Os laços entre americanos e
brasileiros foram abalados nos anos recentes por uma série de desacordos em
questões regionais e globais. O estrago foi particularmente grave no caso do
impasse acerca das negociações entre Brasil e Irã em 2010 sobre enriquecimento
de urânio. Em 2013 a relação enfraquecida chegou ao ponto mais baixo no
intervalo de uma geração, ou mais, por causa da revelação das dimensões da
espionagem americana no Brasil, que invadiu até as comunicações da presidente
Dilma com seus principais assessores e os arquivos particulares da Petrobrás,
estatal brasileira do setor de petróleo. Em resposta, a presidente não só
cancelou a viagem de Estado, como iniciou uma campanha internacional contra as
operações de inteligência dos EUA.
A revelação das atividades de
espionagem dos EUA e a subsequente resposta de ambos os governos reforçaram a
antiga desconfiança entre os dois países. Representantes de Washington
consideraram a reação brasileira tensa e exagerada. Para eles, o Brasil precisa
entender que a segurança dos EUA exige expansivo esforço global de
inteligência, que Washington não pretendeu prejudicar o Brasil e que essas
questões devem ser tratadas longe dos olhos do público.
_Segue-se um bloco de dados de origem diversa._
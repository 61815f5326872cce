use futures::future::BoxFuture;

use crate::session::Session;
use crate::task::TaskSet;

/// A virtual-user archetype: per-VU state plus the weighted task table the engine draws from.
pub trait VirtualUser: Send + Sized + 'static {
    fn tasks() -> TaskSet<Self>;

    /// Runs once per VU after the synchronized start, before the first task.
    fn on_start<'a>(&'a mut self, _session: &'a mut Session) -> BoxFuture<'a, ()> {
        Box::pin(async {})
    }
}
Do ponto de vista do Brasil, os
EUA agiram novamente como valentões. A invasiva espionagem de Washington
sublinhou a disposição americana de obter vantagens indevidas de sua
superioridade econômica e tecnológica. Para piorar a situação, os EUA trataram
a indignação da chanceler alemã, Angela Merkel, com muito mais seriedade do que
as queixas da presidente brasileira. A diferença no tratamento não passou
despercebida em Brasília.
A escolha entre Saab e Boeing
pode ser defendida de acordo com os critérios do próprio Brasil - os custos de
compra e operação das aeronaves, a qualidade do seu desempenho e a obtenção de
acesso a novas tecnologias. Os jatos da Saab, por exemplo, são bem mais baratos
que o modelo da Boeing e o governo sueco impõe bem menos restrições à
transferência de tecnologia. Mas o avião americano, há muito tido como o
preferido pela Força Aérea Brasileira, é tecnicamente muito superior.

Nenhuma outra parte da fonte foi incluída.